Of the 1,154 eligible cases, 833 (72 percent) completed the interview. Reasons for nonparticipation included death (n = 100), physician refusal (n = 63), or refusal by the woman herself (n = 158). One interview was lost before analysis, and 10 women did not complete the questions on physical activity, leaving 822 for analysis.
A total of 52,045 random digit calls were initially made to select controls from the population. Among these calls, 26,405 were found to be nonresidential and, in 2,113, residential status could not be determined. We were unable to determine whether there were any eligible women in 877 (3.7 percent) of the 23,527 households. Among the 2,620 women determined to be eligible (by age and county), 1,975 (75.4 percent) agreed to be interviewed. We excluded 861 control women because of prior hysterectomy (n = 860) or prior diagnosis of endometrial cancer (n = 1). Three women did not answer the questions on physical activity, leaving 1,111 for the analysis.

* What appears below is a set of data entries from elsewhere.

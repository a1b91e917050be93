//! # svc-command: command lifecycle core for HTTP service clients
//!
//! Models a single remote operation as a [`Command`] that moves through
//! well-defined states:
//!
//! - **Configured**: parameters collected, defaults injected
//! - **Prepared**: parameters strictly validated, request built
//! - **Executed**: the client received a response
//! - **Materialized**: the result value was computed and cached
//!
//! Transport, connection handling and batching are left to [`Client`]
//! implementations.
//!
//! ## Quick Start
//!
//! ```rust,ignore
//! use svc_command::{Command, DeclaredParams, Operation, ParameterStore, Request};
//!
//! #[derive(DeclaredParams)]
//! #[param(name = "id", required, kind = "integer")]
//! struct GetUser;
//!
//! impl Operation for GetUser {
//!     fn name(&self) -> &str {
//!         "GetUser"
//!     }
//!
//!     fn declared_params(&self) -> &'static [svc_command::ParamDescriptor] {
//!         <Self as DeclaredParams>::PARAMS
//!     }
//!
//!     fn build(&mut self, params: &ParameterStore) -> anyhow::Result<Request> {
//!         let id = params.get("id").cloned().unwrap_or_default();
//!         Ok(Request::get(format!("https://api.example.com/users/{id}")))
//!     }
//! }
//!
//! let mut command = Command::new(GetUser, ParameterStore::new()).with_client(client);
//! command.set("id", 42);
//! command.execute()?;
//! let result = command.result()?;
//! ```

pub mod client;
pub mod closure;
pub mod command;
pub mod described;
pub mod error;
pub mod http;
pub mod materialize;
pub mod mock;
pub mod operation;
pub mod params;
pub mod tracing_support;
pub mod validation;
pub mod xml;

// Re-export the derive macro alongside the trait it implements
pub use svc_command_macros::DeclaredParams;

pub use svc_command_schema::{
    ArgDescriptor, ArgRule, ArgType, ArgumentSchema, DeclaredParams, Location, ParamDescriptor,
    SchemaError, ServiceDescription, StaticValue,
};

pub use client::{Client, Dispatch};
pub use closure::ClosureOperation;
pub use command::{Command, CommandState};
pub use described::DescribedOperation;
pub use error::{CommandError, ValidationError, Violation};
pub use http::{Headers, Request, RequestState, Response};
pub use materialize::{is_xml_content_type, materialize, CommandOutput};
pub use mock::MockClient;
pub use operation::{Operation, ValidationPolicy};
pub use params::{ParameterStore, HEADERS_KEY};
pub use validation::{validate_against_declared, validate_against_schema, Strictness};
pub use xml::{XmlDocument, XmlElement, XmlNode, XmlParseError};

Cases and controls were assigned a reference date that served as the time frame before which questions in the interview referred. The reference date for the cases was the month and year of diagnosis. The reference years for the controls were chosen to approximate the distribution of reference years in the cases; reference months were chosen at random.
Data collection
Participants completed face-to-face interviews conducted by trained interviewers at the participant's home, except for 34 (3 percent) of the cases and 39 (5 percent) of the controls who completed the interview by telephone.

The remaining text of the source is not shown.